Entrepreneur EW Cole who had established a popular bookshop in the earlier market, and moved to nearby larger premises, offered to rent the whole of the market in 1881, to which the City of Melbourne agreed. He engaged a band, spent a comparatively large sum on advertising and installing electric lighting in July 1881, and made the market a popular resort, rather than a place to buy fresh food, a model which proved a success. After one year, Council did not renew the lease, hoping to capitalise on Cole's initiative, but it was never again so popular. Cole went on to move create an even larger bookstore, the Coles Book Arcade.

The novelty of Saturday night opening was still evident from the account of an interstate visitor in 1884 but its role as the premier fresh food location was permanently surrendered to the expanding Queen Victoria Market.

In the 1890s there was little positive news.
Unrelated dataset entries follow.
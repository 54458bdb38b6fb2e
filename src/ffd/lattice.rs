//! FFD control lattice container.

use crate::io::plot3d::Plot3dBlock;
use crate::types::Point3;

/// A structured FFD control lattice.
///
/// Points are stored with the chordwise index fastest, then spanwise,
/// then vertical, matching the Plot3D block the lattice is archived as.
/// The benchmark lattices always use two vertical planes.
#[derive(Clone, Debug)]
pub struct FfdLattice {
    /// Number of chordwise control sections.
    pub n_chord: usize,
    /// Number of spanwise control sections.
    pub n_span: usize,
    /// Number of vertical control planes (2 for all benchmark lattices).
    pub n_vertical: usize,
    /// Control points, chordwise index fastest.
    pub points: Vec<Point3>,
}

impl FfdLattice {
    /// Flat storage index of control point (i, j, k).
    pub fn local_index(&self, i: usize, j: usize, k: usize) -> usize {
        debug_assert!(i < self.n_chord && j < self.n_span && k < self.n_vertical);
        i + self.n_chord * (j + self.n_span * k)
    }

    /// Control point (i, j, k).
    pub fn point(&self, i: usize, j: usize, k: usize) -> Point3 {
        self.points[self.local_index(i, j, k)]
    }

    /// Number of control points.
    pub fn len(&self) -> usize {
        self.points.len()
    }

    /// Whether the lattice is empty.
    pub fn is_empty(&self) -> bool {
        self.points.is_empty()
    }

    /// Axis-aligned extent of one spanwise station: (min, max) over all
    /// chordwise and vertical control points at station `j`.
    pub fn station_extent(&self, j: usize) -> (Point3, Point3) {
        let mut min = Point3::new(f64::INFINITY, f64::INFINITY, f64::INFINITY);
        let mut max = Point3::new(f64::NEG_INFINITY, f64::NEG_INFINITY, f64::NEG_INFINITY);
        for k in 0..self.n_vertical {
            for i in 0..self.n_chord {
                let p = self.point(i, j, k);
                min = Point3::new(min.x.min(p.x), min.y.min(p.y), min.z.min(p.z));
                max = Point3::new(max.x.max(p.x), max.y.max(p.y), max.z.max(p.z));
            }
        }
        (min, max)
    }

    /// Axis-aligned extent of the whole lattice.
    pub fn extent(&self) -> (Point3, Point3) {
        let mut min = Point3::new(f64::INFINITY, f64::INFINITY, f64::INFINITY);
        let mut max = Point3::new(f64::NEG_INFINITY, f64::NEG_INFINITY, f64::NEG_INFINITY);
        for p in &self.points {
            min = Point3::new(min.x.min(p.x), min.y.min(p.y), min.z.min(p.z));
            max = Point3::new(max.x.max(p.x), max.y.max(p.y), max.z.max(p.z));
        }
        (min, max)
    }

    /// View the lattice as a Plot3D block.
    pub fn to_plot3d(&self) -> Plot3dBlock {
        Plot3dBlock::from_points(self.n_chord, self.n_span, self.n_vertical, &self.points)
    }
}
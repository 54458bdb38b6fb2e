//! Mission performance walkthrough.
//!
//! Builds the aircraft specification table, prints the three-point
//! flight point set, and evaluates the Breguet mission for a
//! representative wingbox design.
//!
//! Run with: `cargo run --example mission_performance`

use stw_gen::performance::{G, MissionAnalysis, PointLoads};
use stw_gen::specs::{AircraftSpecs, FlightPointSet};
use stw_gen::geometry::simple_transonic_wing;

fn main() -> Result<(), Box<dyn std::error::Error>> {
    println!("Simple Transonic Wing mission performance");
    println!("=========================================");
    println!();

    let geometry = simple_transonic_wing();
    let specs = AircraftSpecs::boeing_717(&geometry);
    println!("Reference area:    {:.1} m^2", specs.ref_area);
    println!("Reference MTOW:    {:.0} kg", specs.ref_mtow);
    println!("Design range:      {:.0} km", specs.range / 1e3);
    println!("Airframe drag CD0: {:.5}", specs.extra_drag_coeff);
    println!();

    let points = FlightPointSet::ThreePoint.points();
    println!("Flight points:");
    for point in &points {
        println!(
            "  {:<28} M {:.3}  h {:>7.0} m  n {:+.1}",
            point.name, point.mach, point.altitude, point.load_factor
        );
    }
    println!();

    // Representative design: 3 t wingbox, 18 m^3 box volume, cruise
    // trimmed near 47 t at L/D 17
    let wingbox_mass = 3000.0;
    let wingbox_volume = 18.0;
    let cruise_lift = 47e3 * G / 2.0;
    let loads = [
        PointLoads {
            lift: cruise_lift,
            drag: cruise_lift / 17.0,
        },
        PointLoads {
            lift: 45e3 * G * 2.5 / 2.0,
            drag: 4e4,
        },
        PointLoads {
            lift: -45e3 * G / 2.0,
            drag: 2e4,
        },
    ];

    let analysis = MissionAnalysis::new(&specs, &points);
    let result = analysis.evaluate(wingbox_mass, wingbox_volume, &loads)?;

    println!("Wing mass:         {:>9.1} kg", result.wing_mass);
    println!("Landing mass:      {:>9.1} kg", result.landing_mass);
    if let Some(cruise) = &result.cruise {
        println!("Takeoff mass:      {:>9.1} kg", cruise.takeoff_mass);
        println!("Fuel burn:         {:>9.1} kg", cruise.fuel_burn);
        println!("Mid-cruise mass:   {:>9.1} kg", cruise.mid_cruise_mass);
        println!("Tank usage:        {:>9.3}", cruise.fuel_tank_usage);
        println!("Wing loading:      {:>9.1} kg/m^2", cruise.wing_loading);
    }
    println!();
    println!("Lift residuals (2L - n m g):");
    for residual in &result.lift_residuals {
        println!("  {:<28} {:>12.1} N", residual.name, residual.imbalance);
    }
    Ok(())
}
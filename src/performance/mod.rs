//! Mission performance: Breguet fuel burn, mass buildup, and the lift
//! and volume constraint values.
//!
//! The analysis back-propagates masses through the mission: the landing
//! mass follows from the wingbox mass via the wing-mass regression, the
//! cruise segment gives the cruise-start mass, and the climb segment
//! gives the takeoff mass. Fuel burn, tank usage, and wing loading only
//! exist when the flight point list contains a cruise point.

use thiserror::Error;

use crate::specs::{AircraftSpecs, FlightPoint};

/// Gravitational acceleration used by the lift constraints, in m/s^2.
pub const G: f64 = 9.81;

/// Error type for the mission analysis.
#[derive(Debug, Error)]
pub enum PerformanceError {
    /// Breguet needs a finite L/D.
    #[error("Flight point '{0}' has zero drag")]
    ZeroDrag(String),

    /// Every flight point needs a matching load entry.
    #[error("No lift/drag loads given for flight point '{0}'")]
    MissingLoads(String),
}

/// Mass at the start of a segment from the Breguet range equation,
/// extended with a climb angle term:
/// m0 = m1 * exp(R * tsfc / v * (cos(gamma) / (L/D) + sin(gamma))).
pub fn segment_initial_mass(
    lift: f64,
    drag: f64,
    final_mass: f64,
    range: f64,
    tsfc: f64,
    climb_angle: f64,
    v: f64,
) -> f64 {
    let l_over_d = (lift / drag).abs();
    final_mass * (range * tsfc / v * (climb_angle.cos() / l_over_d + climb_angle.sin())).exp()
}

/// Mid-segment mass: the geometric mean of the segment endpoint masses,
/// since the fuel-burn rate is not constant over the segment.
pub fn mid_segment_mass(initial_mass: f64, final_mass: f64) -> f64 {
    (initial_mass * final_mass).sqrt()
}

/// Total mass of one wing from the mass of one wingbox, using Elham's
/// EMWET regression.
pub fn wing_mass_from_wingbox(wingbox_mass: f64) -> f64 {
    10.147 * wingbox_mass.powf(0.8162)
}

/// Aircraft landing gross mass: both wings plus payload, airframe, and
/// the reserve fuel.
pub fn landing_gross_mass(
    wing_mass: f64,
    payload_mass: f64,
    airframe_mass: f64,
    reserve_fuel_mass: f64,
) -> f64 {
    2.0 * wing_mass + payload_mass + airframe_mass + reserve_fuel_mass
}

/// Wing drag corrected for the rest of the airframe.
pub fn corrected_drag(drag: f64, extra_drag_coeff: f64, wing_area: f64, dyn_pressure: f64) -> f64 {
    drag + 0.5 * extra_drag_coeff * wing_area * dyn_pressure
}

/// Lift constraint residual: 2 L - n m g, with half-wing lift.
pub fn lift_imbalance(lift: f64, mass: f64, load_factor: f64) -> f64 {
    2.0 * lift - mass * load_factor * G
}

/// Fraction of the available fuel tank volume a mission uses.
/// 1.0 is completely full, values above 1.0 mean the fuel does not fit.
pub fn fuel_tank_usage(
    fuel_burn: f64,
    wingbox_volume: f64,
    reserve_fuel_mass: f64,
    fuel_density: f64,
    wingbox_volume_fraction: f64,
    aux_tank_volume: f64,
) -> f64 {
    let box_volume = 2.0 * wingbox_volume_fraction * wingbox_volume;
    let fuel_volume = (fuel_burn + reserve_fuel_mass) / fuel_density - aux_tank_volume;
    fuel_volume / box_volume
}

/// Wing loading from the takeoff mass and one wing's planform area.
pub fn wing_loading(wing_area: f64, mtom: f64) -> f64 {
    mtom / (2.0 * wing_area)
}

/// Half-wing lift and drag at one flight point, in newtons.
#[derive(Clone, Copy, Debug, PartialEq)]
pub struct PointLoads {
    pub lift: f64,
    pub drag: f64,
}

/// The cruise-dependent outputs of the mission analysis.
#[derive(Clone, Copy, Debug)]
pub struct CruiseBlock {
    /// Cruise drag plus the airframe correction, in newtons.
    pub corrected_drag: f64,
    /// Mass at the start of cruise in kg.
    pub cruise_start_mass: f64,
    /// Takeoff mass in kg.
    pub takeoff_mass: f64,
    /// Mission fuel burn in kg.
    pub fuel_burn: f64,
    /// Geometric-mean mid-cruise mass in kg.
    pub mid_cruise_mass: f64,
    /// Fraction of the available tank volume used.
    pub fuel_tank_usage: f64,
    /// Takeoff wing loading in kg/m^2.
    pub wing_loading: f64,
}

/// One flight point's lift constraint residual.
#[derive(Clone, Debug)]
pub struct LiftResidual {
    pub name: String,
    /// 2 L - n m g in newtons; zero when the point is trimmed.
    pub imbalance: f64,
}

/// The assembled mission performance outputs.
#[derive(Clone, Debug)]
pub struct MissionPerformance {
    /// One wing's mass from the regression, in kg.
    pub wing_mass: f64,
    /// Landing gross mass in kg.
    pub landing_mass: f64,
    /// Present only when the flight point list has a cruise point.
    pub cruise: Option<CruiseBlock>,
    /// One residual per flight point, in input order.
    pub lift_residuals: Vec<LiftResidual>,
}

/// The mission analysis wiring.
pub struct MissionAnalysis<'a> {
    specs: &'a AircraftSpecs,
    flight_points: &'a [FlightPoint],
}

impl<'a> MissionAnalysis<'a> {
    pub fn new(specs: &'a AircraftSpecs, flight_points: &'a [FlightPoint]) -> Self {
        Self {
            specs,
            flight_points,
        }
    }

    /// Evaluate the mission for one design: a wingbox mass and volume
    /// plus the half-wing loads at every flight point (same order as the
    /// flight point list).
    ///
    /// The cruise lift constraint targets the mid-cruise mass; maneuver
    /// points target the landing mass plus their fuel fraction of the
    /// mission fuel burn.
    pub fn evaluate(
        &self,
        wingbox_mass: f64,
        wingbox_volume: f64,
        loads: &[PointLoads],
    ) -> Result<MissionPerformance, PerformanceError> {
        let specs = self.specs;

        let wing_mass = wing_mass_from_wingbox(wingbox_mass);
        let landing_mass = landing_gross_mass(
            wing_mass,
            specs.payload_mass,
            specs.airframe_mass,
            specs.reserve_fuel_mass,
        );

        let point_loads = |i: usize| -> Result<PointLoads, PerformanceError> {
            loads
                .get(i)
                .copied()
                .ok_or_else(|| PerformanceError::MissingLoads(self.flight_points[i].name.clone()))
        };

        let cruise_index = self
            .flight_points
            .iter()
            .position(|p| p.name.to_lowercase().contains("cruise"));

        let cruise = match cruise_index {
            Some(i) => {
                let point = &self.flight_points[i];
                let loads = point_loads(i)?;
                if loads.drag == 0.0 {
                    return Err(PerformanceError::ZeroDrag(point.name.clone()));
                }

                let drag = corrected_drag(
                    loads.drag,
                    specs.extra_drag_coeff,
                    specs.ref_area,
                    point.dynamic_pressure(),
                );

                // Cruise back-propagates from the landing mass, the climb
                // segment from the cruise-start mass at the climb speed
                let cruise_start_mass = segment_initial_mass(
                    loads.lift,
                    drag,
                    landing_mass,
                    specs.range,
                    specs.tsfc,
                    0.0,
                    point.true_airspeed(),
                );
                let takeoff_mass = segment_initial_mass(
                    loads.lift,
                    drag,
                    cruise_start_mass,
                    specs.climb_range,
                    specs.tsfc,
                    specs.climb_angle,
                    specs.climb_speed,
                );
                let fuel_burn = takeoff_mass - landing_mass;

                Some(CruiseBlock {
                    corrected_drag: drag,
                    cruise_start_mass,
                    takeoff_mass,
                    fuel_burn,
                    mid_cruise_mass: mid_segment_mass(cruise_start_mass, landing_mass),
                    fuel_tank_usage: fuel_tank_usage(
                        fuel_burn,
                        wingbox_volume,
                        specs.reserve_fuel_mass,
                        specs.fuel_density,
                        specs.wingbox_fuel_volume_fraction,
                        specs.aux_fuel_volume,
                    ),
                    wing_loading: wing_loading(specs.ref_area, takeoff_mass),
                })
            }
            None => None,
        };

        let mut lift_residuals = Vec::with_capacity(self.flight_points.len());
        for (i, point) in self.flight_points.iter().enumerate() {
            let loads = point_loads(i)?;
            let target_mass = if point.name.to_lowercase().contains("cruise") {
                match &cruise {
                    Some(block) => block.mid_cruise_mass,
                    None => landing_mass,
                }
            } else {
                let fuel_mass = match (&cruise, point.fuel_fraction) {
                    (Some(block), f) if f != 0.0 => f * block.fuel_burn,
                    _ => 0.0,
                };
                landing_mass + fuel_mass
            };
            lift_residuals.push(LiftResidual {
                name: point.name.clone(),
                imbalance: lift_imbalance(loads.lift, target_mass, point.load_factor),
            });
        }

        Ok(MissionPerformance {
            wing_mass,
            landing_mass,
            cruise,
            lift_residuals,
        })
    }
}

#[cfg(test)]
mod tests {
    use super::*;
    use crate::geometry::simple_transonic_wing;
    use crate::specs::FlightPointSet;
    use approx::assert_relative_eq;

    fn baseline_specs() -> AircraftSpecs {
        AircraftSpecs::boeing_717(&simple_transonic_wing())
    }

    #[test]
    fn test_breguet_level_segment() {
        // L/D 18, 1000 km at 230 m/s
        let m0 = segment_initial_mass(18.0, 1.0, 40e3, 1000e3, 18.1e-6 * 9.81, 0.0, 230.0);
        let expected = 40e3 * (1000e3_f64 * 18.1e-6 * 9.81 / 230.0 / 18.0).exp();
        assert_relative_eq!(m0, expected, max_relative = 1e-12);
        assert!(m0 > 40e3);
    }

    #[test]
    fn test_breguet_climb_term() {
        // A climbing segment burns more than a level one
        let level = segment_initial_mass(18.0, 1.0, 40e3, 300e3, 1.8e-4, 0.0, 155.0);
        let climb = segment_initial_mass(18.0, 1.0, 40e3, 300e3, 1.8e-4, 0.05, 155.0);
        assert!(climb > level);
    }

    #[test]
    fn test_wing_mass_regression() {
        // Elham regression at a representative wingbox mass
        assert_relative_eq!(
            wing_mass_from_wingbox(3000.0),
            10.147 * 3000f64.powf(0.8162),
            max_relative = 1e-12
        );
    }

    #[test]
    fn test_mid_segment_mass_between_endpoints() {
        let mid = mid_segment_mass(50e3, 45e3);
        assert!(mid > 45e3 && mid < 50e3);
        assert_relative_eq!(mid, (50e3f64 * 45e3).sqrt(), max_relative = 1e-12);
    }

    fn cruise_loads() -> PointLoads {
        // Half-wing lift for roughly 48 t at 1 g, L/D about 18
        PointLoads {
            lift: 48e3 * G / 2.0,
            drag: 48e3 * G / 2.0 / 18.0,
        }
    }

    #[test]
    fn test_three_point_mission() {
        let specs = baseline_specs();
        let points = FlightPointSet::ThreePoint.points();
        let analysis = MissionAnalysis::new(&specs, &points);

        let maneuver = PointLoads {
            lift: 44e3 * G * 2.5 / 2.0,
            drag: 30e3,
        };
        let result = analysis
            .evaluate(3000.0, 18.0, &[cruise_loads(), maneuver, maneuver])
            .unwrap();

        let cruise = result.cruise.expect("cruise point present");
        assert!(cruise.takeoff_mass > cruise.cruise_start_mass);
        assert!(cruise.cruise_start_mass > result.landing_mass);
        assert_relative_eq!(
            cruise.fuel_burn,
            cruise.takeoff_mass - result.landing_mass,
            max_relative = 1e-12
        );
        assert!(cruise.mid_cruise_mass > result.landing_mass);
        assert!(cruise.mid_cruise_mass < cruise.cruise_start_mass);
        assert!(cruise.fuel_tank_usage > 0.0);
        assert!(cruise.wing_loading > 0.0);
        assert_eq!(result.lift_residuals.len(), 3);
    }

    #[test]
    fn test_maneuver_only_has_no_cruise_block() {
        let specs = baseline_specs();
        let points = FlightPointSet::ManeuverOnly.points();
        let analysis = MissionAnalysis::new(&specs, &points);
        let loads = PointLoads {
            lift: 5e5,
            drag: 5e4,
        };
        let result = analysis.evaluate(3000.0, 18.0, &[loads, loads]).unwrap();
        assert!(result.cruise.is_none());
        assert_eq!(result.lift_residuals.len(), 2);
    }

    #[test]
    fn test_trimmed_maneuver_residual_is_zero() {
        let specs = baseline_specs();
        let points = FlightPointSet::Pushdown.points();
        let analysis = MissionAnalysis::new(&specs, &points);

        let wing_mass = wing_mass_from_wingbox(3000.0);
        let landing = landing_gross_mass(
            wing_mass,
            specs.payload_mass,
            specs.airframe_mass,
            specs.reserve_fuel_mass,
        );
        // Push-down at -1 g with exactly the trim lift
        let loads = PointLoads {
            lift: landing * -1.0 * G / 2.0,
            drag: 1e4,
        };
        let result = analysis.evaluate(3000.0, 18.0, &[loads]).unwrap();
        assert_relative_eq!(result.lift_residuals[0].imbalance, 0.0, epsilon = 1e-6);
    }

    #[test]
    fn test_zero_drag_rejected() {
        let specs = baseline_specs();
        let points = FlightPointSet::Cruise.points();
        let analysis = MissionAnalysis::new(&specs, &points);
        let loads = PointLoads {
            lift: 2e5,
            drag: 0.0,
        };
        assert!(matches!(
            analysis.evaluate(3000.0, 18.0, &[loads]),
            Err(PerformanceError::ZeroDrag(_))
        ));
    }

    #[test]
    fn test_missing_loads_rejected() {
        let specs = baseline_specs();
        let points = FlightPointSet::TwoPoint.points();
        let analysis = MissionAnalysis::new(&specs, &points);
        assert!(matches!(
            analysis.evaluate(3000.0, 18.0, &[cruise_loads()]),
            Err(PerformanceError::MissingLoads(_))
        ));
    }
}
A fire in the electrical wiring, another fire at the 'Federal Hat Company', an accidental shooting, a suicide, a workman falling 60 feet to the ground through a skylight and, finally, in April 1899, a multiple murder.

===20th Century===
A coloured postcard from early in the new century shows the shop row of the Eastern Market on Bourke Street with a horse-drawn carriage sharing the road way with a cable tram. Inside the imposing facade the decline continued. In 1904 the City Council attempted to turn around the fortunes of the site by managing the premises directly (rather than subcontracting) but 'an increase in revenue... failed to be realised'

In 1913, as various plans for profitability were discussed by the City Council, The Argus wrote: "Thirty-four years ago the Eastern Market buildings, at the corner of Bourke-street and Exhibition street, were erected by the City Council. Almost ever since that time the conduct of the market has been a problem that has perplexed the councilors who have formed the committee that has to deal with it." By January 1933, with the exception of the main hall being used as a 'motor garage', little had changed and the same paper wrote of the Market's 'faded glory'.

===Decline and closure===
The Eastern Market's final decades had a 'sideshow raffishness' with 'fortune tellers, strength tester machines, electric-shock therapists, tattoo artists, taxidermists and bric-a-brac dealers were among the last ghosts to desert it in the 20th century'. By the 1950s there were very few leases within the building, and the lower market had become a taxi depot.

The City of Melbourne decided that the site would be ideal for a modern hotel, and began negotiations with PanAm and others, and the building was demolished in 1960, and the Southern Cross Hotel was built on the site.

==Legacy==
The 'Turret Clock' made by Thomas Gaunt and installed in the building in 1879 was donated by the City Council to Museum Victoria in 1961. The building's foundation stone and an accompanying time capsule were installed in the new hotel development and is now located on the property frontage facing Bourke Street. The original gates of the Market built in 1880 were relocated to the Altona Memorial Park in 1968 and are still in this location.